WHAT IS NEEDED — Print the data once more, exactly as supplied.

Stored data entries:
Segment Open
pub mod apply;
pub mod sx1280;

pub use apply::{lfsr_next, ApplyLoop, MonoClock, StdClock, SAMPLE_PERIOD_US};
pub use sx1280::{
    hz_to_steps, ChipMode, LoggingBus, RadioBus, StandbyMode, Sx1280, PLL_STEP_HZ, PWR_MAX_DBM,
    PWR_MIN_DBM,
};

use anyhow::Result;
use tracing::{info, warn};

/// Key an unmodulated bench carrier at the given frequency and power.
/// The caller must have suspended the apply loop first.
pub fn bench_cw_start<B: RadioBus>(
    radio: &mut Sx1280<B>,
    freq_hz: u32,
    ppm: f32,
    power_dbm: i8,
) -> Result<()> {
    radio.set_standby(StandbyMode::Xosc)?;
    radio.set_packet_type_gfsk()?;
    radio.set_rf_frequency_steps(hz_to_steps(freq_hz, ppm))?;
    radio.set_tx_power(power_dbm)?;
    radio.start_tx_continuous_wave()?;

    let mode = radio.chip_mode()?;
    if mode == ChipMode::Tx {
        info!("📡 BENCH: CW keyed at {freq_hz} Hz, {power_dbm} dBm");
    } else {
        warn!("📡 BENCH: CW requested but chip reports {mode:?}");
    }
    Ok(())
}

/// Drop the bench carrier and return the chip to standby.
pub fn bench_cw_stop<B: RadioBus>(radio: &mut Sx1280<B>) -> Result<()> {
    radio.set_standby(StandbyMode::Xosc)?;
    info!("📡 BENCH: CW released");
    Ok(())
}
Segment Closed
OUTPUT FOR THIS EXERCISE —
pub mod apply;
pub mod sx1280;

pub use apply::{lfsr_next, ApplyLoop, MonoClock, StdClock, SAMPLE_PERIOD_US};
pub use sx1280::{
    hz_to_steps, ChipMode, LoggingBus, RadioBus, StandbyMode, Sx1280, PLL_STEP_HZ, PWR_MAX_DBM,
    PWR_MIN_DBM,
};

use anyhow::Result;
use tracing::{info, warn};

/// Key an unmodulated bench carrier at the given frequency and power.
/// The caller must have suspended the apply loop first.
pub fn bench_cw_start<B: RadioBus>(
    radio: &mut Sx1280<B>,
    freq_hz: u32,
    ppm: f32,
    power_dbm: i8,
) -> Result<()> {
    radio.set_standby(StandbyMode::Xosc)?;
    radio.set_packet_type_gfsk()?;
    radio.set_rf_frequency_steps(hz_to_steps(freq_hz, ppm))?;
    radio.set_tx_power(power_dbm)?;
    radio.start_tx_continuous_wave()?;

    let mode = radio.chip_mode()?;
    if mode == ChipMode::Tx {
        info!("📡 BENCH: CW keyed at {freq_hz} Hz, {power_dbm} dBm");
    } else {
        warn!("📡 BENCH: CW requested but chip reports {mode:?}");
    }
    Ok(())
}

/// Drop the bench carrier and return the chip to standby.
pub fn bench_cw_stop<B: RadioBus>(radio: &mut Sx1280<B>) -> Result<()> {
    radio.set_standby(StandbyMode::Xosc)?;
    info!("📡 BENCH: CW released");
    Ok(())
}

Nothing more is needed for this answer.